Son récit intitulé Souvenirs d’enfance-Des journées particulières commence par ces mots : “ Mon père me disait souvent : “ Tu verras, quand tu seras grand, je t’emmènerai à la pêche ”. Il rapportait souvent des fritures ou des carpes que ma mère se faisait un plaisir de faire farcies, au four de notre cuisinière à bois, qui était en même temps notre seul système de chauffage. ”

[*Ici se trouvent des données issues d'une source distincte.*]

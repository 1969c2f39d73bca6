//! Review pipeline: upload guard → analysis (with one retry) → HTTP surface.

pub mod analyzer;
pub mod handlers;
pub mod intake;
pub mod prompts;
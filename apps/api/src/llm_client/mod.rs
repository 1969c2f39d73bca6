/// LLM Client: the single point of entry for all model calls in revi.
///
/// ARCHITECTURAL RULE: No other module may call the OpenAI API directly.
/// All LLM interactions MUST go through `LlmCapability`.
///
/// Model: gpt-4o-mini (hardcoded, do not make configurable to prevent drift)
use async_trait::async_trait;
use bytes::Bytes;
use serde_json::Value;
use thiserror::Error;

pub mod envelope;
pub mod openai;
pub mod prompts;

pub use envelope::{ResponseEnvelope, ResponseShape};
pub use openai::OpenAiClient;

/// The model used for every analysis call.
pub const MODEL: &str = "gpt-4o-mini";

#[derive(Debug, Error)]
pub enum LlmError {
    #[error("HTTP error: {0}")]
    Http(#[from] reqwest::Error),

    #[error("API error (status {status}): {message}")]
    Api { status: u16, message: String },

    #[error("JSON parse error: {0}")]
    Parse(#[from] serde_json::Error),
}

/// Opaque handle to a document stored on the provider side.
#[derive(Debug, Clone, PartialEq, Eq)]
pub struct FileHandle {
    pub id: String,
}

/// One structured-generation call: instructions, the uploaded document and the closed schema.
#[derive(Debug, Clone)]
pub struct GenerationRequest {
    pub system: String,
    pub user: String,
    pub file: FileHandle,
    pub schema_name: &'static str,
    pub schema: Value,
    pub max_output_tokens: u32,
}

/// The LLM capability used by the review orchestrator.
///
/// Carried in `AppState` as `Arc<dyn LlmCapability>`; tests substitute a scripted stub.
#[async_trait]
pub trait LlmCapability: Send + Sync {
    async fn upload_document(&self, filename: &str, bytes: Bytes) -> Result<FileHandle, LlmError>;

    async fn generate(&self, request: &GenerationRequest) -> Result<ResponseEnvelope, LlmError>;
}
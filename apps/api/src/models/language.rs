use serde::{Deserialize, Serialize};

/// Output language for both the model's report text and the rendered PDF.
#[derive(Debug, Clone, Copy, PartialEq, Eq, Hash, Default, Serialize, Deserialize)]
#[serde(rename_all = "lowercase")]
pub enum Language {
    #[default]
    Es,
    En,
}

impl Language {
    /// Parses the `lang` form value. Unknown tags fall back to the default (Spanish).
    pub fn from_tag(tag: &str) -> Self {
        match tag.trim().to_ascii_lowercase().as_str() {
            t if t.starts_with("en") => Language::En,
            _ => Language::Es,
        }
    }

    pub fn tag(self) -> &'static str {
        match self {
            Language::Es => "es",
            Language::En => "en",
        }
    }

    /// Name used inside model instructions.
    pub fn prompt_name(self) -> &'static str {
        match self {
            Language::Es => "Spanish (español neutro)",
            Language::En => "English",
        }
    }

    /// Suggested download filename for the rendered report.
    pub fn report_filename(self) -> &'static str {
        match self {
            Language::Es => "reporte-ats.pdf",
            Language::En => "ats-report.pdf",
        }
    }
}

#[cfg(test)]
mod tests {
    use super::*;

    #[test]
    fn test_from_tag_variants() {
        assert_eq!(Language::from_tag("en"), Language::En);
        assert_eq!(Language::from_tag(" EN-us "), Language::En);
        assert_eq!(Language::from_tag("es"), Language::Es);
        assert_eq!(Language::from_tag(""), Language::Es);
        assert_eq!(Language::from_tag("fr"), Language::Es);
    }

    #[test]
    fn test_filename_varies_by_language() {
        assert_ne!(
            Language::Es.report_filename(),
            Language::En.report_filename()
        );
        assert!(Language::En.report_filename().ends_with(".pdf"));
    }

    #[test]
    fn test_serde_lowercase() {
        assert_eq!(serde_json::to_string(&Language::En).unwrap(), "\"en\"");
        let lang: Language = serde_json::from_str("\"es\"").unwrap();
        assert_eq!(lang, Language::Es);
    }
}
//! Run configuration
//!
//! Values are resolved in order, later wins:
//!
//! 1. Compiled defaults (`fingerprint_data.bin`, `WbioSrvc`)
//! 2. An optional YAML file passed with `--config`
//! 3. Environment variables and command-line flags, applied by the binary
//!    through [`CaptureConfig::with_overrides`]
//!
//! # Example Config
//!
//! ```yaml
//! output_path: C:\captures\fingerprint_data.bin
//! service_name: WbioSrvc
//! ```

use serde::Deserialize;
use std::path::{Path, PathBuf};
use tracing::debug;

use crate::capture::DEFAULT_OUTPUT_FILE;
use crate::error::{CaptureError, Result};
use crate::service::BIOMETRIC_SERVICE_NAME;

/// Settings for one capture run.
#[derive(Debug, Clone, PartialEq, Eq, Deserialize)]
#[serde(default, deny_unknown_fields)]
pub struct CaptureConfig {
    /// Where the raw sample is written; relative paths resolve against the
    /// working directory
    pub output_path: PathBuf,

    /// Service that must be running before capture
    pub service_name: String,
}

impl Default for CaptureConfig {
    fn default() -> Self {
        Self {
            output_path: PathBuf::from(DEFAULT_OUTPUT_FILE),
            service_name: BIOMETRIC_SERVICE_NAME.to_string(),
        }
    }
}

impl CaptureConfig {
    /// Load defaults, then the YAML file at `path` if one is given.
    pub fn load(path: Option<&Path>) -> Result<Self> {
        match path {
            Some(path) => Self::from_file(path),
            None => Ok(Self::default()),
        }
    }

    /// Parse a YAML configuration file. Missing keys keep their defaults.
    pub fn from_file(path: &Path) -> Result<Self> {
        let content = std::fs::read_to_string(path)
            .map_err(|e| CaptureError::config(path, format!("failed to read file: {e}")))?;
        let config =
            Self::from_yaml(&content).map_err(|message| CaptureError::config(path, message))?;

        debug!(path = %path.display(), ?config, "Loaded configuration file");
        Ok(config)
    }

    fn from_yaml(content: &str) -> std::result::Result<Self, String> {
        if content.trim().is_empty() {
            return Ok(Self::default());
        }
        serde_yaml_ng::from_str(content).map_err(|e| e.to_string())
    }

    /// Apply overrides from the environment or command line.
    pub fn with_overrides(
        mut self,
        output_path: Option<PathBuf>,
        service_name: Option<String>,
    ) -> Self {
        if let Some(output_path) = output_path {
            self.output_path = output_path;
        }
        if let Some(service_name) = service_name {
            self.service_name = service_name;
        }
        self
    }
}
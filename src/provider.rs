//! Capability traits for the platform services the pipeline consumes
//!
//! The pipeline never talks to the operating system directly. It is generic
//! over three small traits, one per external collaborator:
//!
//! - [`Elevation`]: token membership in the administrators group
//! - [`ServiceControl`]: service control manager status queries
//! - [`BiometricUnit`]: biometric session lifecycle and sample capture
//!
//! The native Windows host implements all three; tests substitute fakes.

use crate::error::ServiceFailure;
use crate::types::{PlatformStatus, ServiceState};

/// Privilege check against the local administrators group
pub trait Elevation {
    /// Returns `true` when the calling process is a member of the
    /// administrators group.
    ///
    /// Implementations return `false` when membership cannot be determined.
    fn is_elevated(&self) -> bool;
}

/// Read-only access to the service control manager
pub trait ServiceControl {
    /// Resolve `service_name` and report its current state.
    ///
    /// Returns:
    /// - `Ok(state)` - Service resolved and queried, in any state
    /// - `Err(ServiceFailure::ManagerConnect)` - Control manager unreachable
    /// - `Err(ServiceFailure::ServiceOpen)` - Service missing or not openable
    /// - `Err(ServiceFailure::StatusQuery)` - Status query refused
    ///
    /// Implementations must release every handle they open before returning.
    fn query_service_state(&self, service_name: &str) -> Result<ServiceState, ServiceFailure>;
}

/// A sample returned by [`BiometricUnit::capture_sample`]
#[derive(Debug)]
pub struct CapturedSample<S> {
    /// Platform-owned sample buffer, released through
    /// [`BiometricUnit::release_sample`]
    pub data: S,
    pub unit_id: u32,
    pub reject_detail: u32,
}

/// A refused capture request
#[derive(Debug, Clone, Copy, PartialEq, Eq)]
pub struct CaptureFailure {
    pub status: PlatformStatus,
    pub reject_detail: u32,
}

/// Biometric session lifecycle for the fingerprint modality
///
/// Every opened session must be passed to
/// [`close_session`](Self::close_session) exactly once, and every captured
/// sample to [`release_sample`](Self::release_sample) exactly once, before the
/// value is dropped. Callers normally do not invoke those directly; the
/// capture stage holds both in guards that do it on drop.
pub trait BiometricUnit {
    /// Open session handle
    type Session;

    /// Raw sample buffer owned by the platform until released
    type Sample: AsRef<[u8]>;

    /// Open a session on the system pool with raw data access.
    fn open_session(&self) -> Result<Self::Session, PlatformStatus>;

    /// Capture one raw sample for enrollment.
    fn capture_sample(
        &self,
        session: &Self::Session,
    ) -> Result<CapturedSample<Self::Sample>, CaptureFailure>;

    /// Free a sample buffer. The sample is not read afterwards.
    fn release_sample(&self, sample: &mut Self::Sample);

    /// Close a session. The session is not used afterwards.
    fn close_session(&self, session: &mut Self::Session);
}
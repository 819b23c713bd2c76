//! Platform status codes

use std::fmt;

/// Raw status code returned by a platform call.
///
/// For WinBio and COM-style calls this is an `HRESULT`; Win32 errors from
/// the service control manager arrive already wrapped as `0x8007xxxx`.
#[derive(Debug, Clone, Copy, PartialEq, Eq, Hash)]
pub struct PlatformStatus(pub i32);

impl PlatformStatus {
    /// `E_ACCESSDENIED`
    pub const ACCESS_DENIED: Self = Self(0x8007_0005_u32 as i32);

    /// Status code as the unsigned value the platform documents.
    pub fn code(self) -> u32 {
        self.0 as u32
    }

    /// Whether the call was refused for lack of privilege
    pub fn is_access_denied(self) -> bool {
        self == Self::ACCESS_DENIED
    }
}

impl fmt::Display for PlatformStatus {
    fn fmt(&self, f: &mut fmt::Formatter<'_>) -> fmt::Result {
        write!(f, "{:#010x}", self.code())
    }
}

#[cfg(windows)]
impl From<windows_core::Error> for PlatformStatus {
    fn from(err: windows_core::Error) -> Self {
        Self(err.code().0)
    }
}
//! Privilege check, service check, then capture

use tracing::{error, info};

use crate::capture::capture_fingerprint_reporting;
use crate::config::CaptureConfig;
use crate::error::{CaptureError, Result};
use crate::provider::{BiometricUnit, Elevation, ServiceControl};
use crate::service::check_service_running;
use crate::types::{CaptureReport, Milestone};

/// Run the full capture pipeline against `host`.
///
/// Stages run strictly in order and the first failure aborts the rest:
///
/// 1. [`Elevation::is_elevated`] must return `true`
/// 2. `config.service_name` must be running
/// 3. One sample is captured and written to `config.output_path`
pub fn run<H>(host: &H, config: &CaptureConfig) -> Result<CaptureReport>
where
    H: Elevation + ServiceControl + BiometricUnit + ?Sized,
{
    run_reporting(host, config, |_| {})
}

/// Same as [`run`], passing each capture [`Milestone`] to `progress`.
pub fn run_reporting<H, F>(host: &H, config: &CaptureConfig, progress: F) -> Result<CaptureReport>
where
    H: Elevation + ServiceControl + BiometricUnit + ?Sized,
    F: FnMut(Milestone),
{
    if !host.is_elevated() {
        error!("Process is not running with administrative privileges");
        return Err(CaptureError::Elevation);
    }
    info!("Running with administrative privileges");

    check_service_running(host, &config.service_name)?;
    info!(service = %config.service_name, "Biometric service is running");

    capture_fingerprint_reporting(host, &config.output_path, progress)
}
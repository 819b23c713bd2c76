//! Fake host shared by the integration tests
//!
//! Records every call made through the capability traits so tests can assert
//! which stages ran and how often each resource was released.

#![allow(dead_code)]

use std::cell::{Cell, RefCell};

use winbio_capture::{
    BiometricUnit, CaptureFailure, CapturedSample, Elevation, PlatformStatus, ServiceControl,
    ServiceFailure, ServiceState,
};

/// Scripted behaviour for one run
#[derive(Debug, Clone)]
pub struct Script {
    pub elevated: bool,
    pub service: Result<ServiceState, ServiceFailure>,
    pub open: Result<(), PlatformStatus>,
    pub capture: Result<Vec<u8>, CaptureFailure>,
}

impl Default for Script {
    fn default() -> Self {
        Self {
            elevated: true,
            service: Ok(ServiceState::Running),
            open: Ok(()),
            capture: Ok(vec![0xDE, 0xAD, 0xBE, 0xEF]),
        }
    }
}

/// Call counters for every capability
#[derive(Debug, Default)]
pub struct Calls {
    pub elevation_checks: Cell<u32>,
    pub service_queries: RefCell<Vec<String>>,
    pub sessions_opened: Cell<u32>,
    pub captures: Cell<u32>,
    pub samples_released: Cell<u32>,
    pub sessions_closed: Cell<u32>,
}

#[derive(Debug, Default)]
pub struct FakeHost {
    pub script: Script,
    pub calls: Calls,
}

/// Session token; the id lets tests spot mismatched handles
#[derive(Debug)]
pub struct FakeSession(u32);

impl FakeHost {
    pub fn new(script: Script) -> Self {
        Self { script, calls: Calls::default() }
    }

    pub fn service_queried(&self) -> bool {
        !self.calls.service_queries.borrow().is_empty()
    }
}

impl Elevation for FakeHost {
    fn is_elevated(&self) -> bool {
        self.calls.elevation_checks.set(self.calls.elevation_checks.get() + 1);
        self.script.elevated
    }
}

impl ServiceControl for FakeHost {
    fn query_service_state(&self, service_name: &str) -> Result<ServiceState, ServiceFailure> {
        self.calls.service_queries.borrow_mut().push(service_name.to_string());
        self.script.service
    }
}

impl BiometricUnit for FakeHost {
    type Session = FakeSession;
    type Sample = Vec<u8>;

    fn open_session(&self) -> Result<FakeSession, PlatformStatus> {
        self.script.open?;
        self.calls.sessions_opened.set(self.calls.sessions_opened.get() + 1);
        Ok(FakeSession(42))
    }

    fn capture_sample(
        &self,
        session: &FakeSession,
    ) -> Result<CapturedSample<Vec<u8>>, CaptureFailure> {
        assert_eq!(session.0, 42, "capture on unknown session");
        self.calls.captures.set(self.calls.captures.get() + 1);
        let data = self.script.capture.clone()?;
        Ok(CapturedSample { data, unit_id: 3, reject_detail: 0 })
    }

    fn release_sample(&self, _sample: &mut Vec<u8>) {
        self.calls.samples_released.set(self.calls.samples_released.get() + 1);
    }

    fn close_session(&self, session: &mut FakeSession) {
        assert_eq!(session.0, 42, "close on unknown session");
        self.calls.sessions_closed.set(self.calls.sessions_closed.get() + 1);
    }
}
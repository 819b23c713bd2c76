//! Capture-and-persist stage
//!
//! Opens a biometric session, captures one raw sample and writes its bytes
//! verbatim to the output file. The session and the sample buffer are each
//! held in a guard that returns them to the [`BiometricUnit`] on drop, so
//! every exit path (success, capture failure, write failure) releases the
//! sample first and then closes the session, each exactly once.

use std::fs::File;
use std::io::Write;
use std::path::Path;
use tracing::{debug, error, info, warn};

use crate::error::{CaptureError, Result};
use crate::provider::BiometricUnit;
use crate::types::{CaptureReport, Milestone};

/// Output file written in the working directory when none is configured
pub const DEFAULT_OUTPUT_FILE: &str = "fingerprint_data.bin";

/// Open session, closed on drop
struct OpenSession<'u, U: BiometricUnit + ?Sized> {
    unit: &'u U,
    session: U::Session,
}

impl<'u, U: BiometricUnit + ?Sized> OpenSession<'u, U> {
    fn open(unit: &'u U) -> Result<Self> {
        let session = unit.open_session().map_err(|status| {
            error!(%status, "Failed to open biometric session");
            CaptureError::Session { status }
        })?;

        info!("Biometric session opened successfully");
        Ok(Self { unit, session })
    }

    fn capture(&self) -> Result<HeldSample<'u, U>> {
        debug!(purpose = "enroll", flags = "raw", "Requesting one fingerprint sample");

        let captured = self.unit.capture_sample(&self.session).map_err(|failure| {
            error!(status = %failure.status, "WinBioCaptureSample failed");
            if failure.reject_detail != 0 {
                warn!(reject_detail = failure.reject_detail, "Sample was rejected by the sensor");
            }
            if failure.status.is_access_denied() {
                warn!("Access denied while capturing; the process needs administrative privileges");
            }
            CaptureError::Capture { status: failure.status }
        })?;

        Ok(HeldSample {
            unit: self.unit,
            sample: captured.data,
            unit_id: captured.unit_id,
            reject_detail: captured.reject_detail,
        })
    }
}

impl<U: BiometricUnit + ?Sized> Drop for OpenSession<'_, U> {
    fn drop(&mut self) {
        self.unit.close_session(&mut self.session);
        debug!("Biometric session closed");
    }
}

/// Captured sample, released on drop
struct HeldSample<'u, U: BiometricUnit + ?Sized> {
    unit: &'u U,
    sample: U::Sample,
    unit_id: u32,
    reject_detail: u32,
}

impl<U: BiometricUnit + ?Sized> HeldSample<'_, U> {
    fn bytes(&self) -> &[u8] {
        self.sample.as_ref()
    }
}

impl<U: BiometricUnit + ?Sized> Drop for HeldSample<'_, U> {
    fn drop(&mut self) {
        self.unit.release_sample(&mut self.sample);
        debug!("Sample buffer released");
    }
}

/// Capture one raw fingerprint sample and write it to `output_path`.
///
/// The file is created or truncated and receives the sample bytes exactly as
/// the platform returned them, with no header or trailer.
///
/// # Errors
///
/// - [`CaptureError::Session`] if no session could be opened
/// - [`CaptureError::Capture`] if the sample request failed
/// - [`CaptureError::Persistence`] if the file could not be written
pub fn capture_fingerprint<U>(unit: &U, output_path: &Path) -> Result<CaptureReport>
where
    U: BiometricUnit + ?Sized,
{
    capture_fingerprint_reporting(unit, output_path, |_| {})
}

/// Same as [`capture_fingerprint`], passing each [`Milestone`] to `progress`
/// as soon as it is reached.
pub fn capture_fingerprint_reporting<U, F>(
    unit: &U,
    output_path: &Path,
    mut progress: F,
) -> Result<CaptureReport>
where
    U: BiometricUnit + ?Sized,
    F: FnMut(Milestone),
{
    let session = OpenSession::open(unit)?;
    progress(Milestone::SessionOpened);

    let sample = session.capture()?;
    info!(
        unit_id = sample.unit_id,
        bytes = sample.bytes().len(),
        "Fingerprint captured successfully"
    );
    if sample.reject_detail != 0 {
        debug!(reject_detail = sample.reject_detail, "Capture reported a reject detail");
    }
    progress(Milestone::SampleCaptured { bytes: sample.bytes().len() });

    let bytes_written = save_sample(output_path, sample.bytes())?;
    progress(Milestone::SampleSaved { path: output_path.to_path_buf(), bytes: bytes_written });

    Ok(CaptureReport {
        unit_id: sample.unit_id,
        reject_detail: sample.reject_detail,
        bytes_written,
        output_path: output_path.to_path_buf(),
    })
}

/// Write `bytes` to `path`, replacing any previous contents.
pub fn save_sample(path: &Path, bytes: &[u8]) -> Result<usize> {
    let mut file = File::create(path).map_err(|source| {
        error!(
            path = %path.display(),
            %source,
            "Failed to open file for saving fingerprint data"
        );
        CaptureError::persistence(path, source)
    })?;

    file.write_all(bytes).and_then(|()| file.flush()).map_err(|source| {
        error!(path = %path.display(), %source, "Failed to write fingerprint data");
        CaptureError::persistence(path, source)
    })?;

    info!(path = %path.display(), bytes = bytes.len(), "Fingerprint data saved");
    Ok(bytes.len())
}
//! Outcome of a successful capture

use std::path::PathBuf;

/// What a successful capture-and-persist run produced.
#[derive(Debug, Clone, PartialEq, Eq)]
pub struct CaptureReport {
    /// Biometric unit that supplied the sample
    pub unit_id: u32,
    /// WinBio reject detail accompanying the sample, normally zero
    pub reject_detail: u32,
    pub bytes_written: usize,
    pub output_path: PathBuf,
}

Marcel, son père, travaillait à la Société nouvelle d’alimentation qui avait ses locaux dans la Traverse de Sarlat. Il livrait les épiceries de la région. En 1944, il détenait un laisser-passer et sillonnait la campagne. Jacques se souvient de l’avoir accompagné une journée, passant par Saint-Geniès et Tamniès, chez des clients qui étaient des amis et partageaient avec lui un casse-croûte. Son trajet passait aussi par les bois, où il avait rendez-vous avec des Maquisards, sur un lieu où ces soldats de l’Armée secrète pratiquaient l’abattage clandestin d’animaux. “ Mon père leur apportait des pièces de mitrailleuse ou d’autres armes que son frère, qui était tourneur à la fabrique de talons à Sarlat, rénovait en douce.” Il repartait avec un morceau de viande.

Maudits souvenirs.

Vers le 20 juin, une rumeur s’est amplifiée dans le Sarladais : “ Les Boches arrivent. Ils sont à la Borne 120. ” Un matin, Marcel, avant de partir au travail, demande à sa famille de quitter le centre-ville et de se rendre chez des cousins qui ont une petite ferme au Breuil, au-dessus du lycée Saint-Joseph. En fin de matinée, des coups de feu retentissent du côté du tunnel du chemin de fer. Quelques minutes après, deux hommes arrivent, sûrement des Maquisards selon Jacques. Son cousin les planque dans une étable à cochons, puis dans un champ de maïs et d’artichauts. Lorsqu’il se met à pleuvoir et qu’il leur apporte une couverture, des soldats allemands arrivent au bout du pré et lui tirent dessus. Le cousin fait alors semblant de nourrir les poules. Les soldats alignent tout le monde contre un mur, installent un fusil mitrailleur sur trépied en vis-à-vis et fouillent la maison. Ne trouvant rien, la tension retombe et ils demandent aux femmes de leur donner à manger. Les soldats finissent par partir. L’un d’eux donne un morceau de chocolat à Jacques et à son petit cousin. La famille regagne ensuite le loge- ment de Sarlat.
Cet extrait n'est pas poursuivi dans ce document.